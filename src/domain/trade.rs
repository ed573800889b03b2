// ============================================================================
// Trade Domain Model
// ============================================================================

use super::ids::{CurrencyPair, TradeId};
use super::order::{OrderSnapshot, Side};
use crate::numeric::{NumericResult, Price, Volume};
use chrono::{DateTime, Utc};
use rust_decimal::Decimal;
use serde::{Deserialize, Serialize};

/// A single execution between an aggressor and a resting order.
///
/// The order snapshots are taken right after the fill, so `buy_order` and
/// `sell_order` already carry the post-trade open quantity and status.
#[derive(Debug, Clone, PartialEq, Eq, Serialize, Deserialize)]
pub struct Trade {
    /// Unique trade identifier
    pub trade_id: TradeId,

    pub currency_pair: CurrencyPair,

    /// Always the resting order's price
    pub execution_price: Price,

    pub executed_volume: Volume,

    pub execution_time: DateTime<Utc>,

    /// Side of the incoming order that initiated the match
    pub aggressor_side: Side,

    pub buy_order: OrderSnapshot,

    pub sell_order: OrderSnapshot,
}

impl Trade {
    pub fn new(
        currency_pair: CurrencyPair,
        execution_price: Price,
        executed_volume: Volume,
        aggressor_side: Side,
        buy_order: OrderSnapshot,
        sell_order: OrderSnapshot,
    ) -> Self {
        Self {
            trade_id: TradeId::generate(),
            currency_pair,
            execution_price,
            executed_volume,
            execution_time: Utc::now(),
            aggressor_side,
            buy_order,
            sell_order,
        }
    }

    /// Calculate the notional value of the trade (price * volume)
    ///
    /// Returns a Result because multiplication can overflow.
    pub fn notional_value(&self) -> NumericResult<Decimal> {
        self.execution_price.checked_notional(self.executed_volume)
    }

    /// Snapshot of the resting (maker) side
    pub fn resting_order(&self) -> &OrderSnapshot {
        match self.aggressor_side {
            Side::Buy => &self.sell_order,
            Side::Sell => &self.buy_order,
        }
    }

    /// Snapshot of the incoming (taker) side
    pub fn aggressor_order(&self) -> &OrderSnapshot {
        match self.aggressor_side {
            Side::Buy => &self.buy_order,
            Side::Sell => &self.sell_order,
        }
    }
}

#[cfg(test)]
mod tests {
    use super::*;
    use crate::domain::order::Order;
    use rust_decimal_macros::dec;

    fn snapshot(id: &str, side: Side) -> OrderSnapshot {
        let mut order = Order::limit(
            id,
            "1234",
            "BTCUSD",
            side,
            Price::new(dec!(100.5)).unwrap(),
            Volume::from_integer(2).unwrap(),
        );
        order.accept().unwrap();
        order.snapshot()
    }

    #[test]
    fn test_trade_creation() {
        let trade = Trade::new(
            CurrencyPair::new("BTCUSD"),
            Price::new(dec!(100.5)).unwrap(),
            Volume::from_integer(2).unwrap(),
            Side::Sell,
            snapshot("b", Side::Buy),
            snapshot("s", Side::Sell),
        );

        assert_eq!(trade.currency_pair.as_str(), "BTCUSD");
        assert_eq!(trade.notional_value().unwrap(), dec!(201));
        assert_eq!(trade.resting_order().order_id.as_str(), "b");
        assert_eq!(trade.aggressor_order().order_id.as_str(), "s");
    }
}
---
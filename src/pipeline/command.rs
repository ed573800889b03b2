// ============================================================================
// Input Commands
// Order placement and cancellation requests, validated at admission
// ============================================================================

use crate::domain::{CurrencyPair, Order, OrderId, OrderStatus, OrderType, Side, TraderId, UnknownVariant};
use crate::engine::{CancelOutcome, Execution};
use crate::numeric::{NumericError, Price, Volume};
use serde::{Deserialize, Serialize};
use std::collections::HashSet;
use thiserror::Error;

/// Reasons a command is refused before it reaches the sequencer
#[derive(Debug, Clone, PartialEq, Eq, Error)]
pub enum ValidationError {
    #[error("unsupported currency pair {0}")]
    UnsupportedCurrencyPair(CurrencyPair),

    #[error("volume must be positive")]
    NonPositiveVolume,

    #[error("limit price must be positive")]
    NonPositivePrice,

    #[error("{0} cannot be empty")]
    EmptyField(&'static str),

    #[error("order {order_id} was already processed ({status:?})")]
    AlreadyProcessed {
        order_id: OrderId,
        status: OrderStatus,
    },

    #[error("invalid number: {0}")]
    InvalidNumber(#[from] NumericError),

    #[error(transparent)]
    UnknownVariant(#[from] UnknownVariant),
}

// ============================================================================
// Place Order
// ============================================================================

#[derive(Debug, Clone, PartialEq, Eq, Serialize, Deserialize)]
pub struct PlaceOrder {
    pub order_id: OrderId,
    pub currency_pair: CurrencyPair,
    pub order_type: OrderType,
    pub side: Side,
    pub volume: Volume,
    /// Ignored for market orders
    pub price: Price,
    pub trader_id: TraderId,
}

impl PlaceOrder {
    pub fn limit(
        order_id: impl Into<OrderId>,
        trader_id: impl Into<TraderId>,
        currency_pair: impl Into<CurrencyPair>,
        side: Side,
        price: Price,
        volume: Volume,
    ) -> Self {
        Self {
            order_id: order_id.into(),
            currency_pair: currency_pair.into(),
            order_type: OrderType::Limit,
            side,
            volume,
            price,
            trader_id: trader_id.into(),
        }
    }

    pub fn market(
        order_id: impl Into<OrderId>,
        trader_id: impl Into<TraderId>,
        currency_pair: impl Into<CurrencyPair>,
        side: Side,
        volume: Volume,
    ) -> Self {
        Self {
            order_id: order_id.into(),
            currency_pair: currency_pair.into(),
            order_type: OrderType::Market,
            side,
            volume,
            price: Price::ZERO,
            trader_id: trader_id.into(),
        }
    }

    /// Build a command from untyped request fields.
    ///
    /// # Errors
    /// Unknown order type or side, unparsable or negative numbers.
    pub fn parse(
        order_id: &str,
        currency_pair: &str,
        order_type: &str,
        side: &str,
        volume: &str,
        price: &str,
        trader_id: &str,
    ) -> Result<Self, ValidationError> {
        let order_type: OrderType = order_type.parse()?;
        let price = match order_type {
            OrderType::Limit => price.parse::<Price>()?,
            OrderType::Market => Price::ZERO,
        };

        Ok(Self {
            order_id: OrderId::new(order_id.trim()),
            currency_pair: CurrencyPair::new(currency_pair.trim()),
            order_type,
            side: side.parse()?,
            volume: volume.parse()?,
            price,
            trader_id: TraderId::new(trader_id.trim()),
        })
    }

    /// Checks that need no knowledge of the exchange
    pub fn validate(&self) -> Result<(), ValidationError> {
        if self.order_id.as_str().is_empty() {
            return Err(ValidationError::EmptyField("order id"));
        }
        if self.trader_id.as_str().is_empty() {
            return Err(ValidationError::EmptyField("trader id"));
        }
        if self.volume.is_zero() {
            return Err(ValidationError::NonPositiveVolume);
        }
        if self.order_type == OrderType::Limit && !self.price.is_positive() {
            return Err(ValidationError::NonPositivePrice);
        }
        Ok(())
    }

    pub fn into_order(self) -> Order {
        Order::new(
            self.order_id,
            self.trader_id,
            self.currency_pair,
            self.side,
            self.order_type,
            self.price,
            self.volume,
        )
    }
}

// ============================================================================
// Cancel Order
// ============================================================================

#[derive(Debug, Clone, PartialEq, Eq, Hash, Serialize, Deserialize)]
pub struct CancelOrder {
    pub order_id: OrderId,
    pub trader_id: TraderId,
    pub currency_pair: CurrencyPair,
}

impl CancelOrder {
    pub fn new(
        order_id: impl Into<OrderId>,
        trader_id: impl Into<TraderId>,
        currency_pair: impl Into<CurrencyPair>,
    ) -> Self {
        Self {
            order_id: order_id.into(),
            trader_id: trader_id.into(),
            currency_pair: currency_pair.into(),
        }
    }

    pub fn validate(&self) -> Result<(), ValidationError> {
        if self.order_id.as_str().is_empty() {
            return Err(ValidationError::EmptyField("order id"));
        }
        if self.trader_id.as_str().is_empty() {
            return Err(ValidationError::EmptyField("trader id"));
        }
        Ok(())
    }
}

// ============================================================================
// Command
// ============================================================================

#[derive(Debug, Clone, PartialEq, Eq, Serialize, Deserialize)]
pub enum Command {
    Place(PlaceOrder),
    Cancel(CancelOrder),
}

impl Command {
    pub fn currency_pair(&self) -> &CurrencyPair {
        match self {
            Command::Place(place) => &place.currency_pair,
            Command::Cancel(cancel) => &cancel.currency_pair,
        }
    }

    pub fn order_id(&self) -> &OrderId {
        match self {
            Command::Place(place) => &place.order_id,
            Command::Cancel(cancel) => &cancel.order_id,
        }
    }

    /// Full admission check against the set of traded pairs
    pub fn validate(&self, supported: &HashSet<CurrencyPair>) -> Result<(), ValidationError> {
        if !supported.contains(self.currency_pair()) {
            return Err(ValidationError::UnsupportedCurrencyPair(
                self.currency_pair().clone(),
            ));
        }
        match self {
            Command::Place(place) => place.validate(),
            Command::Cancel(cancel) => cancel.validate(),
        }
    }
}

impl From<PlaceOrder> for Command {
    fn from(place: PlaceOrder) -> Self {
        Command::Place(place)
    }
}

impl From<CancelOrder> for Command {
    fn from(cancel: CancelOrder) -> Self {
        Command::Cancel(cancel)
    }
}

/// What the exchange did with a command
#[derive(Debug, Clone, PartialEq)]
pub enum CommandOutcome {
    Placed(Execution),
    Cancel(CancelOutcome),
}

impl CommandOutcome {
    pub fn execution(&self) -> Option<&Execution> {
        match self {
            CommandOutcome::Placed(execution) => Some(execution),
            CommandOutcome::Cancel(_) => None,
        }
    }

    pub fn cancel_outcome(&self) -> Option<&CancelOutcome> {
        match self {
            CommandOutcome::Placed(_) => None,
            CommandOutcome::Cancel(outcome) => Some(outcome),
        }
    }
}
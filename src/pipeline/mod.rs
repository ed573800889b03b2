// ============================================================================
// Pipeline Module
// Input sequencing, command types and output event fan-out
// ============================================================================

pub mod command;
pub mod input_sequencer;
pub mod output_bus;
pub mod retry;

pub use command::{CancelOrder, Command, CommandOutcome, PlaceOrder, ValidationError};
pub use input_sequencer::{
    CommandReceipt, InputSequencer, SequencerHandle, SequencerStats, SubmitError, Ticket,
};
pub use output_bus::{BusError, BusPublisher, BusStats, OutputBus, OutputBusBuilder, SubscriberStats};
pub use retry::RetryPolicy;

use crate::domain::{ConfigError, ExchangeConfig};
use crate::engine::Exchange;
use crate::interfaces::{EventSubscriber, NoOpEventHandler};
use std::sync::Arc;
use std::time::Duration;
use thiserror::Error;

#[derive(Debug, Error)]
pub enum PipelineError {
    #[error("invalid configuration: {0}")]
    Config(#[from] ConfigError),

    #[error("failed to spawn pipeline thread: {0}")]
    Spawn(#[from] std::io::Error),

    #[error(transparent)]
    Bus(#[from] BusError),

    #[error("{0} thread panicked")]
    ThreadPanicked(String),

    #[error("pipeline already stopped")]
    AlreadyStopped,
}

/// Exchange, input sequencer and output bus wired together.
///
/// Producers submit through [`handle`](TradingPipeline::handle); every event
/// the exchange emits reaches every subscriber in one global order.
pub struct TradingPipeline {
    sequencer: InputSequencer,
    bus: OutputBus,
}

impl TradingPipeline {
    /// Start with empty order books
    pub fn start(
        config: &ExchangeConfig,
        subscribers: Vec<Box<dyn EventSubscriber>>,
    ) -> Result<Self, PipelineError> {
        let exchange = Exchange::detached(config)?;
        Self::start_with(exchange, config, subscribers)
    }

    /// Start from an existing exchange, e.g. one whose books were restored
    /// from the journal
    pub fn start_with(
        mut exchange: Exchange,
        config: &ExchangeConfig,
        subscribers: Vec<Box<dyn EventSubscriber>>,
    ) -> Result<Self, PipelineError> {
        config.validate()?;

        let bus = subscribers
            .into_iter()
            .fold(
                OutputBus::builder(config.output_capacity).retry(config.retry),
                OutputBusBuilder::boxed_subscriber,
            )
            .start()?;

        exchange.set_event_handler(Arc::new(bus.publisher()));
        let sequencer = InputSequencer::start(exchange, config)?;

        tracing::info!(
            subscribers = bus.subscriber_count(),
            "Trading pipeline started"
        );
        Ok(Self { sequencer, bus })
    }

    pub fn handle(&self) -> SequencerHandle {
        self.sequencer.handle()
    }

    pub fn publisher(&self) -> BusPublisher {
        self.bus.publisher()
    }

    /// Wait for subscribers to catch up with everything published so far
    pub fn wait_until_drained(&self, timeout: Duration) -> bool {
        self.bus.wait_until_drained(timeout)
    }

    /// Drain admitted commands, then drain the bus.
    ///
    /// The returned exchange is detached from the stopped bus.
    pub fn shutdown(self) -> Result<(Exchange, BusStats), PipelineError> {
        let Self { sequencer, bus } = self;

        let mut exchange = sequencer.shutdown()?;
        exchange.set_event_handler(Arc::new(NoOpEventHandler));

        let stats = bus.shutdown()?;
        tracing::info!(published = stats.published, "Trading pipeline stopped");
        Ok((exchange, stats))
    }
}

_YOUR INSTRUCTIONS_. Looking at the entries above, say how many lines contain the word "Option". Nothing but the number is needed.

_YOUR SOLUTION_. 2